Thanks for the tip about the interesting discussion at H-German, which I see has continued in recent days. On Friday, September 21, Erik C. Maiershofer mentioned something about the actions of a moderator that I had noted here on Edwired earlier in my comments about another H-Net discussion list. Dr. Maiershofer wrote of H-German that
“My experience has been that this list tends to be rather restrictive in its editorial policies. Discsussions that do emerge are rather quickly cut off if, in someone’s mind, they are no longer producing productive discsourse. I have seen this on a number of occassions, and when I asked an editor about this, the response I received was that a)this policy was discussed and agreed upon by the H-German community and b)some were
complaining about the number of email messages filling their in-boxes.”
I have not subscribed to enough different H-Net Lists to know whether some moderators/editors are more flexible about cutting off topics than others.
I see that this week H-Net announced the formation of a new List, H-FedHist. See
http://www.h-net.org/~fedhist/
Among the editors for the new list are people listed with email addresses for the Department of State and the National Archives.

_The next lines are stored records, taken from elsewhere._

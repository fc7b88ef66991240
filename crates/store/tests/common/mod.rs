//! Shared fixtures for store tests.

use locmap_store::SqliteStore;
use locmap_store::models::ScannerClientRow;
use locmap_store::repos::{ClientRepo, FileRepo, SessionRepo};
use tempfile::TempDir;
use time::OffsetDateTime;
use uuid::Uuid;

/// Note: #[allow(dead_code)] because each test file compiles common/ separately.
#[allow(dead_code)]
pub struct TestStore {
    pub store: SqliteStore,
    _temp_dir: TempDir,
}

#[allow(dead_code)]
impl TestStore {
    pub async fn new() -> Self {
        let temp_dir = tempfile::tempdir().expect("tempdir");
        let store = SqliteStore::new(temp_dir.path().join("store.db"))
            .await
            .expect("open store");
        Self {
            store,
            _temp_dir: temp_dir,
        }
    }

    /// Insert a file and return its id.
    pub async fn insert_file(&self, filename: &str) -> i64 {
        self.store
            .upsert_file(filename, &format!("https://corpus.example/{filename}"), 1024)
            .await
            .expect("upsert file");
        let file = self
            .store
            .next_file_to_feed(OffsetDateTime::now_utc())
            .await
            .expect("next file")
            .expect("file present");
        file.id
    }

    /// Register a client with a fixed token hash and return its id.
    pub async fn insert_client(&self, name: &str) -> Uuid {
        let id = Uuid::new_v4();
        let client = ScannerClientRow {
            id,
            name: name.to_string(),
            token_hash: format!("hash-{id}"),
            created_at: OffsetDateTime::now_utc(),
            last_heartbeat: None,
        };
        self.store.create_client(&client).await.expect("client");
        id
    }

    /// Register a client and a session heartbeating at `at`.
    pub async fn insert_session(&self, session_id: &str, at: OffsetDateTime) -> Uuid {
        let client_id = self.insert_client(&format!("client-{session_id}")).await;
        self.store
            .upsert_session(session_id, client_id, at)
            .await
            .expect("session");
        client_id
    }
}

/// A LOC record fixture at the given coordinates.
#[allow(dead_code)]
pub fn loc_record(fqdn: &str, latitude: f64, longitude: f64) -> locmap_core::api::LocRecord {
    locmap_core::api::LocRecord {
        fqdn: fqdn.to_string(),
        raw_record: "52 22 23.000 N 4 53 32.000 E -2.00m 1m 10000m 10m".to_string(),
        latitude,
        longitude,
        altitude_m: -2.0,
        size_m: 1.0,
        horiz_prec_m: 10000.0,
        vert_prec_m: 10.0,
    }
}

I don’t know the extent to whether academic editors are required by their employers to consider the representational aspect of appearing in public forums with an institutional affiliation. Some government agencies apply more message discipline to the so-called “representational function” of their employees than do others.
Having once taken part in April 2001 on H-Diplo with Jeffrey Kimball, Warren Kimball, Hayden Peake, and Eduard Mark in a very candid discussion of the efforts by the National Archives to release State Department Lot Files, I’m interested to see if such will crop up on H-FedHist. I haven’t subscribed to it yet, but am a member of the Society for History in the Federal Government, which is associated with H-FedHist.
I’ve been following this series of posts, and the discussion they’ve engendered, with some interest.
It recently occurred to me that the opensource software that powers LiveJournal might be an ideal platform for a new, more 21st century H-Net…
I’ve posted about it here:
http://leisurelyhistorian.typepad.com/blog/2007/09/the-future-of-h.html
…I’d love to hear any thoughts you might have.